Aside from her own records, 2005 saw Lady Sovereign appear as a guest or contributor on several projects. She began 2005 by appearing on the grime compilation Run the Road, both as a solo artist and with The Streets. When The Ordinary Boys released the single "Boys Will Be Boys", Lady Sovereign came back with a reply remix, featuring the music and chorus of the original, but with mostly her own vocals to the tune of "girls will be girls". In May 2006, she was featured on the Ordinary Boys single, "Nine2Five", a remixed version of her own "9 to 5", credited as "The Ordinary Boys vs Lady Sovereign." "Nine2Five" entered the UK top 40 singles at number 39 on downloads only, and jumped to number 6 upon availability as a CD and 7" vinyl single during the week commencing 22 May 2005. This is her highest chart position to date.

=== 2006–2007: Public Warning ===

Lady Sovereign capped off 2005 by meeting with the American hip hop artist and CEO of the labels Def Jam Recordings and Roc-A-Fella Records, Jay-Z. This marked her foray into the American music scene. With Usher and L.A. Reid seated next to him, Jay-Z asked for one on-the-spot freestyle from Sovereign before offering her a contract with Def Jam. With the single "Hoodie", Lady Sovereign released her full-length debut, Public Warning, on Def Jam in 2006. Lady Sovereign is the first non-American female to ever be signed to Def Jam Record Label.

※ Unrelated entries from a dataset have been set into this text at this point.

//! Renderables and the renderer protocol.
//!
//! - [`Renderer`] - the calls renderables emit, with RAII block guards
//! - [`VisibleRenderable`] / [`StateRenderable`] / [`Transform`] - capabilities
//! - [`Group`] - transform, state and children with parent links
//! - [`MatrixTransform`] / [`AttributeState`] - concrete state

mod attribute_state;
mod group;
mod renderable;
mod renderer;
mod transform;

pub use attribute_state::{AttributeState, ATTRIBUTE_STATE};
pub use group::{Group, GROUP};
pub use renderable::{bound, render, transform_matrix, StateRenderable, Transform, VisibleRenderable};
pub use renderer::{AttributeBlock, MotionBlock, RecordingRenderer, RenderCall, Renderer, TransformBlock};
pub use transform::{MatrixTransform, MATRIX_TRANSFORM};

use crate::core::TypeRegistry;

pub(crate) fn register_types(registry: &TypeRegistry) {
    registry.register::<MatrixTransform>();
    registry.register::<AttributeState>();
    registry.register::<Group>();
}
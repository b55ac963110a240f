//! Integration tests for primitives, groups and rendering.

use scene_object::prelude::*;

fn leaf_group(name: &str) -> ObjectPtr {
    let mut group = Group::new();
    group
        .set_attribute("name", &ObjectPtr::new(StringData::new(name.to_string())))
        .expect("name attribute");
    ObjectPtr::new(group)
}

fn parent_of(child: &ObjectPtr) -> Option<ObjectPtr> {
    child.downcast_ref::<Group>().expect("group").parent()
}

fn child_count(group: &ObjectPtr) -> usize {
    group.downcast_ref::<Group>().expect("group").children().len()
}

#[test]
fn test_mesh_variable_validity() {
    let mut mesh = MeshPrimitive::new(vec![4], vec![0, 1, 2, 3], LINEAR_INTERPOLATION).expect("quad");

    let three = ObjectPtr::new(FloatVectorData::new(vec![0.0; 3]));
    let four = ObjectPtr::new(FloatVectorData::new(vec![0.0; 4]));
    let two = ObjectPtr::new(FloatVectorData::new(vec![0.0; 2]));
    let indices = ObjectPtr::new(IntVectorData::new(vec![0, 1, 1, 0]));

    assert!(!mesh.is_primitive_variable_valid(&PrimitiveVariable::new(Interpolation::Vertex, three)));
    assert!(mesh.is_primitive_variable_valid(&PrimitiveVariable::new(Interpolation::Vertex, four)));
    assert!(mesh.is_primitive_variable_valid(&PrimitiveVariable::indexed(
        Interpolation::Vertex,
        two.clone(),
        indices
    )));

    let out_of_range = ObjectPtr::new(IntVectorData::new(vec![0, 1, 2, 0]));
    let bad = PrimitiveVariable::indexed(Interpolation::Vertex, two, out_of_range);
    assert!(!mesh.is_primitive_variable_valid(&bad));

    mesh.variables_mut().insert("bad".to_string(), bad);
    assert!(!mesh.are_primitive_variables_valid());
}

#[test]
fn test_primitive_sizes() {
    let points = PointsPrimitive::new(5);
    assert_eq!(points.variable_size(Interpolation::Vertex), 5);
    assert_eq!(points.variable_size(Interpolation::Uniform), 1);

    let curves = CurvesPrimitive::new(vec![4, 4], CubicBasis::Bezier, false).expect("curves");
    assert_eq!(curves.num_curves(), 2);
    assert_eq!(curves.variable_size(Interpolation::Vertex), 8);
    assert_eq!(curves.variable_size(Interpolation::Uniform), 2);
    assert_eq!(curves.variable_size(Interpolation::Varying), 4);

    let mesh = MeshPrimitive::create_box(Box3f::new(Vec3::ZERO, Vec3::ONE));
    assert_eq!(mesh.variable_size(Interpolation::Uniform), 6);
    assert_eq!(mesh.variable_size(Interpolation::Vertex), 8);
    assert_eq!(mesh.variable_size(Interpolation::FaceVarying), 24);
    assert!(mesh.are_primitive_variables_valid());
    assert_eq!(mesh.bound(), Box3f::new(Vec3::ZERO, Vec3::ONE));
}

#[test]
fn test_group_reparenting() {
    let a = ObjectPtr::new(Group::new());
    let b = ObjectPtr::new(Group::new());
    let child = leaf_group("child");

    Group::add_child(&a, child.clone()).expect("add to a");
    assert!(parent_of(&child).expect("parent").ptr_eq(&a));

    Group::add_child(&b, child.clone()).expect("move to b");
    assert!(parent_of(&child).expect("parent").ptr_eq(&b));
    assert_eq!(child_count(&a), 0);
    assert_eq!(child_count(&b), 1);

    assert!(matches!(Group::remove_child(&a, &child), Err(Error::NotAChild)));
    Group::remove_child(&b, &child).expect("remove");
    assert!(parent_of(&child).is_none());
}

#[test]
fn test_group_rejects_cycles() {
    let root = ObjectPtr::new(Group::new());
    let mid = ObjectPtr::new(Group::new());
    Group::add_child(&root, mid.clone()).expect("add mid");

    assert!(Group::add_child(&mid, root.clone()).is_err());
    assert!(Group::add_child(&mid, mid.clone()).is_err());
    assert!(Group::add_child(&root, ObjectPtr::new(IntData::new(1))).is_err());
    assert_eq!(child_count(&mid), 0);
}

#[test]
fn test_group_dropping_parent_releases_children() {
    let child = leaf_group("orphan");
    {
        let parent = ObjectPtr::new(Group::new());
        Group::add_child(&parent, child.clone()).expect("add");
        assert_eq!(child.ref_count(), 2);
    }
    assert_eq!(child.ref_count(), 1);
    assert!(parent_of(&child).is_none());
}

#[test]
fn test_group_attributes_and_transforms() {
    let root = leaf_group("root");
    {
        let mut g = root.downcast_mut::<Group>().expect("group");
        g.set_transform(Some(ObjectPtr::new(MatrixTransform::new(Mat4::from_translation(Vec3::X)))))
            .expect("transform");
    }

    let child = ObjectPtr::new(Group::new());
    {
        let mut g = child.downcast_mut::<Group>().expect("group");
        g.set_transform(Some(ObjectPtr::new(MatrixTransform::new(Mat4::from_translation(Vec3::Y)))))
            .expect("transform");
    }
    Group::add_child(&root, child.clone()).expect("add");

    let g = child.downcast_ref::<Group>().expect("group");
    let name = g.get_attribute("name").expect("inherited");
    assert_eq!(name.downcast_ref::<StringData>().expect("string").value(), "root");

    let global = g.global_transform_matrix(0.0);
    assert_eq!(global.transform_point3(Vec3::ZERO), Vec3::new(1.0, 1.0, 0.0));
}

#[test]
fn test_render_scene() {
    let root = ObjectPtr::new(Group::new());
    let mesh = MeshPrimitive::create_box(Box3f::new(Vec3::ZERO, Vec3::ONE));
    Group::add_child(&root, ObjectPtr::new(mesh)).expect("mesh");
    Group::add_child(&root, ObjectPtr::new(DiskPrimitive::default())).expect("disk");

    let mut r = RecordingRenderer::new();
    render(&root, &mut r).expect("render");
    assert_eq!(r.depth(), 0);
    assert_eq!(r.calls.first(), Some(&RenderCall::AttributeBegin));
    assert_eq!(r.calls.last(), Some(&RenderCall::AttributeEnd));
    assert!(r
        .calls
        .iter()
        .any(|c| matches!(c, RenderCall::Mesh { num_faces: 6, .. })));
}

struct RefuseMeshes(RecordingRenderer);

impl Renderer for RefuseMeshes {
    fn attribute_begin(&mut self) -> Result<()> {
        self.0.attribute_begin()
    }
    fn attribute_end(&mut self) -> Result<()> {
        self.0.attribute_end()
    }
    fn transform_begin(&mut self) -> Result<()> {
        self.0.transform_begin()
    }
    fn transform_end(&mut self) -> Result<()> {
        self.0.transform_end()
    }
    fn motion_begin(&mut self, times: &[f32]) -> Result<()> {
        self.0.motion_begin(times)
    }
    fn motion_end(&mut self) -> Result<()> {
        self.0.motion_end()
    }
    fn concat_transform(&mut self, matrix: Mat4) -> Result<()> {
        self.0.concat_transform(matrix)
    }
    fn set_attribute(&mut self, name: &str, value: &ObjectPtr) -> Result<()> {
        self.0.set_attribute(name, value)
    }
    fn points(&mut self, n: usize, vars: &PrimitiveVariableMap) -> Result<()> {
        self.0.points(n, vars)
    }
    fn curves(&mut self, b: CubicBasis, p: bool, v: &[i32], vars: &PrimitiveVariableMap) -> Result<()> {
        self.0.curves(b, p, v, vars)
    }
    fn mesh(&mut self, _f: &[i32], _ids: &[i32], _i: &str, _vars: &PrimitiveVariableMap) -> Result<()> {
        Err(Error::other("meshes not supported"))
    }
    fn disk(&mut self, r: f32, z: f32, t: f32, vars: &PrimitiveVariableMap) -> Result<()> {
        self.0.disk(r, z, t, vars)
    }
    fn nurbs(&mut self, u: &NurbsDirection, v: &NurbsDirection, vars: &PrimitiveVariableMap) -> Result<()> {
        self.0.nurbs(u, v, vars)
    }
}

#[test]
fn test_render_error_keeps_brackets_balanced() {
    let root = leaf_group("root");
    let inner = ObjectPtr::new(Group::new());
    {
        let mut g = inner.downcast_mut::<Group>().expect("group");
        g.set_transform(Some(ObjectPtr::new(MatrixTransform::new(Mat4::from_scale(Vec3::splat(2.0))))))
            .expect("transform");
    }
    Group::add_child(&root, inner.clone()).expect("inner");
    let mesh = MeshPrimitive::create_box(Box3f::new(Vec3::ZERO, Vec3::ONE));
    Group::add_child(&inner, ObjectPtr::new(mesh)).expect("mesh");

    let mut r = RefuseMeshes(RecordingRenderer::new());
    assert!(render(&root, &mut r).is_err());
    assert_eq!(r.0.depth(), 0);
    assert_eq!(r.0.calls.last(), Some(&RenderCall::AttributeEnd));
}

#[test]
fn test_group_copy_round_trip() {
    let root = leaf_group("root");
    let detail = ObjectPtr::new(Group::new());
    Group::add_child(&detail, ObjectPtr::new(PointsPrimitive::from_positions(vec![Vec3::ZERO, Vec3::ONE])))
        .expect("points");
    Group::add_child(&root, detail).expect("detail");

    let copy = root.copy().expect("copy");
    assert!(copy.is_equal_to(&root));

    let io = MemoryIndexedIo::create();
    root.save(&io, "scene").expect("save");
    let loaded = ObjectPtr::load(&io, "scene").expect("load");
    assert_eq!(loaded.hash(), root.hash());

    for tree in [&copy, &loaded] {
        let g = tree.downcast_ref::<Group>().expect("group");
        let child = &g.children()[0];
        assert!(parent_of(child).expect("parent").ptr_eq(tree));
    }
}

On 31 October 2006, her debut album, Public Warning, was released, featuring "Random", "9 to 5", "Hoodie" and single, "Love Me or Hate Me", which was also released on the same day. The music video for the single features Lady Sovereign mocking stereotypical ideals of femininity by satirizing popular dress and mannerisms. Some of the lyrics include I'm fat, I need a diet/No, in fact I'm just here lyin'/I ain't got the biggest breast-ises,/but I write all the best disses/I've got hairy armpits/But I don't walk around like this/I wear a big baggy t-shirt that hides that nasty shit. With the lyrics continuing in this satirical nature, Lady Sovereign continues to comment on and express her dissonance with female lifestyles in popular culture.
She began an American tour on 23 October 2006 and soon after appeared on Late Show with David Letterman. In addition to her own tour, she appeared as the opening act for various artists, including The Streets and Gwen Stefani on her 2007 The Sweet Escape Tour.

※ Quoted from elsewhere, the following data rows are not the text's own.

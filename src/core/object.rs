//! The polymorphic object trait and its shared handle.

use std::any::Any;
use std::fmt;
use std::sync::{Arc, Weak};

use parking_lot::{
    MappedRwLockReadGuard, MappedRwLockWriteGuard, RwLock, RwLockReadGuard, RwLockWriteGuard,
};

use super::copy::CopyContext;
use super::load::LoadContext;
use super::memory::MemoryAccumulator;
use super::registry::TypeRegistry;
use super::save::SaveContext;
use super::type_ids::{TypeDescription, TypeId};
use crate::data::Data;
use crate::geom::Primitive;
use crate::hash::MurmurHash;
use crate::io::IndexedIoPtr;
use crate::render::{StateRenderable, Transform, VisibleRenderable};
use crate::util::{Error, Result};

/// A runtime-typed value that can be copied, compared, hashed and persisted.
///
/// Implementors start every operation with the matching base helper
/// ([`is_equal_to`], [`hash`], [`memory_usage`]) and then handle their own
/// fields in a fixed order.
pub trait Object: Send + Sync + fmt::Debug + 'static {
    /// Static type identity of the concrete type.
    fn description(&self) -> &'static TypeDescription;

    fn as_any(&self) -> &dyn Any;

    fn as_any_mut(&mut self) -> &mut dyn Any;

    /// Replace own state with a deep copy of `other`.
    ///
    /// Fails with [`Error::TypeMismatch`] when `other` is another type.
    fn copy_from(&mut self, other: &dyn Object, ctx: &mut CopyContext) -> Result<()>;

    fn is_equal_to(&self, other: &dyn Object) -> bool;

    fn hash(&self, h: &mut MurmurHash);

    fn memory_usage(&self, acc: &mut MemoryAccumulator);

    fn save(&self, ctx: &mut SaveContext<'_>) -> Result<()>;

    fn load(&mut self, ctx: &mut LoadContext<'_>) -> Result<()>;

    fn as_data(&self) -> Option<&dyn Data> {
        None
    }

    fn as_visible_renderable(&self) -> Option<&dyn VisibleRenderable> {
        None
    }

    fn as_state_renderable(&self) -> Option<&dyn StateRenderable> {
        None
    }

    fn as_transform(&self) -> Option<&dyn Transform> {
        None
    }

    fn as_primitive(&self) -> Option<&dyn Primitive> {
        None
    }

    fn as_primitive_mut(&mut self) -> Option<&mut dyn Primitive> {
        None
    }
}

/// Concrete object types known at compile time.
pub trait ObjectType: Object + Default {
    fn static_description() -> &'static TypeDescription;

    /// Creator used when registering the type.
    fn create(_data: Option<&super::registry::CreatorData>) -> ObjectPtr {
        ObjectPtr::new(Self::default())
    }
}

impl dyn Object {
    #[inline]
    pub fn type_id(&self) -> TypeId {
        self.description().id
    }

    #[inline]
    pub fn type_name(&self) -> &'static str {
        self.description().name
    }

    /// True when the concrete type is `id` or derives from it.
    #[inline]
    pub fn is_instance_of(&self, id: TypeId) -> bool {
        self.description().is_a(id)
    }

    pub fn is<T: Object>(&self) -> bool {
        self.as_any().is::<T>()
    }

    pub fn downcast_ref<T: Object>(&self) -> Option<&T> {
        self.as_any().downcast_ref::<T>()
    }

    pub fn downcast_mut<T: Object>(&mut self) -> Option<&mut T> {
        self.as_any_mut().downcast_mut::<T>()
    }
}

/// Fill in the boilerplate accessors of an [`Object`] impl.
macro_rules! object_accessors {
    ($desc:expr) => {
        fn description(&self) -> &'static $crate::core::TypeDescription {
            &$desc
        }

        fn as_any(&self) -> &dyn ::std::any::Any {
            self
        }

        fn as_any_mut(&mut self) -> &mut dyn ::std::any::Any {
            self
        }
    };
}
pub(crate) use object_accessors;

// ============================================================================
// Base layer helpers
// ============================================================================

/// Object-level equality: both sides share a concrete type.
pub fn is_equal_to(this: &dyn Object, other: &dyn Object) -> bool {
    this.description().id == other.description().id
}

/// Object-level hash contribution: the type id.
pub fn hash(this: &dyn Object, h: &mut MurmurHash) {
    h.append(&this.description().id.value());
}

/// Object-level memory: the reference counts and lock word of the handle.
pub fn memory_usage(acc: &mut MemoryAccumulator) {
    acc.accumulate(std::mem::size_of::<usize>() * 3);
}

/// Borrow `other` as `T`, or fail with the two type names.
pub fn expect_type<'a, T: Object>(expected: &'static TypeDescription, other: &'a dyn Object) -> Result<&'a T> {
    other
        .downcast_ref::<T>()
        .ok_or_else(|| Error::type_mismatch(expected.name, other.type_name()))
}

/// Equality of two optional handles, `None` only matching `None`.
pub fn option_ptr_eq(a: &Option<ObjectPtr>, b: &Option<ObjectPtr>) -> bool {
    match (a, b) {
        (Some(a), Some(b)) => a.is_equal_to(b),
        (None, None) => true,
        _ => false,
    }
}

// ============================================================================
// ObjectPtr
// ============================================================================

/// Shared, reference counted handle to an object.
///
/// Clones share one allocation. Content operations go through a read or
/// write guard on the inner lock.
#[derive(Clone)]
pub struct ObjectPtr(Arc<RwLock<dyn Object>>);

/// Non-owning handle, used for back references.
#[derive(Clone, Default)]
pub struct WeakObjectPtr(Option<Weak<RwLock<dyn Object>>>);

impl ObjectPtr {
    pub fn new<T: Object>(object: T) -> Self {
        Self(Arc::new(RwLock::new(object)))
    }

    /// Shared access. Recursive, so nested reads from one thread never block.
    #[inline]
    pub fn read(&self) -> RwLockReadGuard<'_, dyn Object> {
        self.0.read_recursive()
    }

    #[inline]
    pub fn write(&self) -> RwLockWriteGuard<'_, dyn Object> {
        self.0.write()
    }

    pub fn downcast_ref<T: Object>(&self) -> Option<MappedRwLockReadGuard<'_, T>> {
        RwLockReadGuard::try_map(self.read(), |o| o.as_any().downcast_ref::<T>()).ok()
    }

    pub fn downcast_mut<T: Object>(&self) -> Option<MappedRwLockWriteGuard<'_, T>> {
        RwLockWriteGuard::try_map(self.write(), |o| o.as_any_mut().downcast_mut::<T>()).ok()
    }

    pub fn is<T: Object>(&self) -> bool {
        self.read().is::<T>()
    }

    pub fn type_id(&self) -> TypeId {
        self.read().description().id
    }

    pub fn type_name(&self) -> &'static str {
        self.read().type_name()
    }

    pub fn is_instance_of(&self, id: TypeId) -> bool {
        self.read().is_instance_of(id)
    }

    /// Same allocation.
    #[inline]
    pub fn ptr_eq(&self, other: &ObjectPtr) -> bool {
        self.addr() == other.addr()
    }

    /// Identity key of the shared allocation.
    #[inline]
    pub fn addr(&self) -> usize {
        Arc::as_ptr(&self.0) as *const () as usize
    }

    /// Number of strong handles.
    #[inline]
    pub fn ref_count(&self) -> usize {
        Arc::strong_count(&self.0)
    }

    pub fn downgrade(&self) -> WeakObjectPtr {
        WeakObjectPtr(Some(Arc::downgrade(&self.0)))
    }

    /// Deep copy preserving internal sharing, created through the global registry.
    pub fn copy(&self) -> Result<ObjectPtr> {
        CopyContext::new().copy(self)
    }

    /// Deep copy creating objects through `registry`.
    pub fn copy_with(&self, registry: &TypeRegistry) -> Result<ObjectPtr> {
        CopyContext::with_registry(registry).copy(self)
    }

    pub fn is_equal_to(&self, other: &ObjectPtr) -> bool {
        self.ptr_eq(other) || self.read().is_equal_to(&*other.read())
    }

    /// Structural fingerprint of the whole graph below this object.
    pub fn hash(&self) -> MurmurHash {
        let mut h = MurmurHash::new();
        self.read().hash(&mut h);
        h
    }

    /// Bytes used by the graph, counting shared objects once.
    pub fn memory_usage(&self) -> usize {
        let mut acc = MemoryAccumulator::new();
        acc.accumulate_object(self);
        acc.total()
    }

    /// Save under `io/name` and commit that directory.
    pub fn save(&self, io: &IndexedIoPtr, name: &str) -> Result<()> {
        super::save::save_object(self, io, name)
    }

    /// Load the object stored under `io/name`.
    pub fn load(io: &IndexedIoPtr, name: &str) -> Result<ObjectPtr> {
        super::load::load_object(io, name, TypeRegistry::global())
    }

    /// Load creating objects through `registry`.
    pub fn load_with(io: &IndexedIoPtr, name: &str, registry: &TypeRegistry) -> Result<ObjectPtr> {
        super::load::load_object(io, name, registry)
    }
}

impl PartialEq for ObjectPtr {
    fn eq(&self, other: &Self) -> bool {
        self.is_equal_to(other)
    }
}

impl fmt::Debug for ObjectPtr {
    fn fmt(&self, f: &mut fmt::Formatter<'_>) -> fmt::Result {
        fmt::Debug::fmt(&*self.read(), f)
    }
}

impl<T: Object> From<T> for ObjectPtr {
    fn from(object: T) -> Self {
        Self::new(object)
    }
}

impl WeakObjectPtr {
    pub fn new() -> Self {
        Self(None)
    }

    pub fn upgrade(&self) -> Option<ObjectPtr> {
        self.0.as_ref()?.upgrade().map(ObjectPtr)
    }

    pub fn is_dangling(&self) -> bool {
        self.upgrade().is_none()
    }
}

impl fmt::Debug for WeakObjectPtr {
    fn fmt(&self, f: &mut fmt::Formatter<'_>) -> fmt::Result {
        match self.upgrade() {
            Some(p) => write!(f, "Weak({:#x})", p.addr()),
            None => f.write_str("Weak(None)"),
        }
    }
}

#[cfg(test)]
mod tests {
    use super::*;
    use crate::data::{FloatData, IntData, IntVectorData};

    #[test]
    fn test_handle_identity() {
        let a = ObjectPtr::new(IntData::new(3));
        let b = a.clone();
        let c = ObjectPtr::new(IntData::new(3));

        assert!(a.ptr_eq(&b));
        assert!(!a.ptr_eq(&c));
        assert_eq!(a.ref_count(), 2);
        assert!(a.is_equal_to(&c));
        assert_eq!(a, c);
    }

    #[test]
    fn test_downcast() {
        let p = ObjectPtr::new(IntVectorData::new(vec![1, 2, 3]));
        assert!(p.is::<IntVectorData>());
        assert!(p.downcast_ref::<FloatData>().is_none());

        p.downcast_mut::<IntVectorData>().unwrap().value_mut().push(4);
        assert_eq!(p.downcast_ref::<IntVectorData>().unwrap().value().len(), 4);
        assert_eq!(p.type_name(), "IntVectorData");
        assert!(p.is_instance_of(TypeId::DATA));
    }

    #[test]
    fn test_handle_type_id() {
        let p = ObjectPtr::new(IntVectorData::new(vec![1]));
        assert_eq!(p.type_id(), TypeId::INT_VECTOR_DATA);
        assert_eq!(p.copy().unwrap().type_id(), TypeId::INT_VECTOR_DATA);
        assert_ne!(p.type_id(), ObjectPtr::new(FloatData::new(0.0)).type_id());
    }

    #[test]
    fn test_weak_handle() {
        let p = ObjectPtr::new(IntData::new(1));
        let w = p.downgrade();
        assert!(w.upgrade().unwrap().ptr_eq(&p));
        drop(p);
        assert!(w.is_dangling());
        assert!(WeakObjectPtr::new().upgrade().is_none());
    }

    #[test]
    fn test_expect_type() {
        let f = FloatData::new(1.0);
        let err = expect_type::<IntData>(IntData::static_description(), &f).unwrap_err();
        assert!(matches!(err, Error::TypeMismatch { .. }));
    }
}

On 17 October 2006 "Love Me or Hate Me" became the first video by a British artist to reach number 1 on the United States (and original) version of MTV's Total Request Live. "Love Me or Hate Me" was released in the UK on 29 January 2007, with the album following on 5 February 2007.

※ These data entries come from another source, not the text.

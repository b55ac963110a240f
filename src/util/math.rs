//! Math type re-exports and bounding boxes.
//!
//! This module re-exports types from `glam` and provides the axis-aligned
//! boxes used for renderable bounds.

// Re-export glam types
pub use glam::{
    // Single precision vectors
    Vec2, Vec3, Vec4,
    // Double precision vectors
    DVec3,
    // Single precision matrices
    Mat3, Mat4,
    // Quaternions
    Quat,
};

use bytemuck::{Pod, Zeroable};
use std::fmt;

/// 3D bounding box with single precision.
#[derive(Clone, Copy, PartialEq, Pod, Zeroable)]
#[repr(C)]
pub struct Box3f {
    pub min: Vec3,
    pub max: Vec3,
}

impl Box3f {
    /// Empty bounding box (inverted, will expand on first point).
    pub const EMPTY: Self = Self {
        min: Vec3::splat(f32::INFINITY),
        max: Vec3::splat(f32::NEG_INFINITY),
    };

    /// Create a new bounding box from min and max points.
    #[inline]
    pub const fn new(min: Vec3, max: Vec3) -> Self {
        Self { min, max }
    }

    /// Create a bounding box from a single point.
    #[inline]
    pub fn from_point(p: Vec3) -> Self {
        Self { min: p, max: p }
    }

    /// Smallest box containing every point.
    pub fn from_points(points: &[Vec3]) -> Self {
        let mut b = Self::EMPTY;
        for p in points {
            b.expand_by_point(*p);
        }
        b
    }

    /// Check if this box is empty (has no volume).
    #[inline]
    pub fn is_empty(&self) -> bool {
        self.min.x > self.max.x || self.min.y > self.max.y || self.min.z > self.max.z
    }

    /// Expand this box to include a point.
    #[inline]
    pub fn expand_by_point(&mut self, p: Vec3) {
        self.min = self.min.min(p);
        self.max = self.max.max(p);
    }

    /// Expand this box to include another box.
    #[inline]
    pub fn expand_by_box(&mut self, other: &Self) {
        if !other.is_empty() {
            self.min = self.min.min(other.min);
            self.max = self.max.max(other.max);
        }
    }

    /// Expand every face outwards by `amount`.
    pub fn grow(&mut self, amount: f32) {
        if !self.is_empty() {
            self.min -= Vec3::splat(amount);
            self.max += Vec3::splat(amount);
        }
    }

    /// Bound of the eight transformed corners.
    ///
    /// An empty box stays empty.
    pub fn transformed(&self, m: &Mat4) -> Self {
        if self.is_empty() {
            return *self;
        }
        let mut out = Self::EMPTY;
        for i in 0..8 {
            let corner = Vec3::new(
                if i & 1 == 0 { self.min.x } else { self.max.x },
                if i & 2 == 0 { self.min.y } else { self.max.y },
                if i & 4 == 0 { self.min.z } else { self.max.z },
            );
            out.expand_by_point(m.transform_point3(corner));
        }
        out
    }

    /// Get the center of the box.
    #[inline]
    pub fn center(&self) -> Vec3 {
        (self.min + self.max) * 0.5
    }

    /// Get the size (extents) of the box.
    #[inline]
    pub fn size(&self) -> Vec3 {
        self.max - self.min
    }
}

impl Default for Box3f {
    fn default() -> Self {
        Self::EMPTY
    }
}

impl fmt::Debug for Box3f {
    fn fmt(&self, f: &mut fmt::Formatter<'_>) -> fmt::Result {
        write!(f, "Box3f({:?} - {:?})", self.min, self.max)
    }
}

Lady Sovereign has recorded a cover of the Sex Pistols' "Pretty Vacant" for Music from The O.C. Mix 6 – Covering Our Tracks

=== 2008–2009: Jigsaw ===

Lady Sovereign released a second album in spring 2009. She also went on tour. After a final dispute with Island Records, it was revealed on her official website that she would release the album through her independent record label, Midget Records, and that it was fully written and some songs were already recorded. The album was announced to be released in the United States and United Kingdom on 7 April 2009. On 8 December 2008, Lady Sovereign restated that Jigsaw would be released on 6 April 2009. She also released a free single titled "I Got You Dancing", making it available on her MySpace and official website. During her "Jigsaw" tour she teamed up with DJ Annalyze as her tour DJ.

=== 2026–present: Potential return from hiatus ===
In 2026, following 15 years of hiatus, Lady Sovereign began to tease a comeback to music via her Instagram, in which she shared a photo of her in a studio.

== Television and commercial appearances ==
Lady Sovereign has appeared on Soccer AM several times. She has appeared in a feature story on Cartoon Network and in an educational movie called X-ED.

In late 2006, "Love Me Or Hate Me" was played in a Verizon Wireless advertisement. It also appears on the soundtrack of the video game Need for Speed: Carbon, and became the theme song for the first season of reality TV show Bad Girls Club. "9 to 5" also appeared on an episode of the aforementioned Bad Girls Club, as well as on the soundtrack of the Xbox 360's version of EA Sports' FIFA World Cup 2006 video game, on the Ugly Betty soundtrack and features in the 2007 film St Trinian's, "Random" appears on the Midnight Club 3: DUB Edition Remix soundtrack, and features on an episode of Malcolm in The Middle, "I Got You Dancing" was featured in Need for Speed: Nitro, "Hoodie" was used for a Mario Party Nintendo DS commercial.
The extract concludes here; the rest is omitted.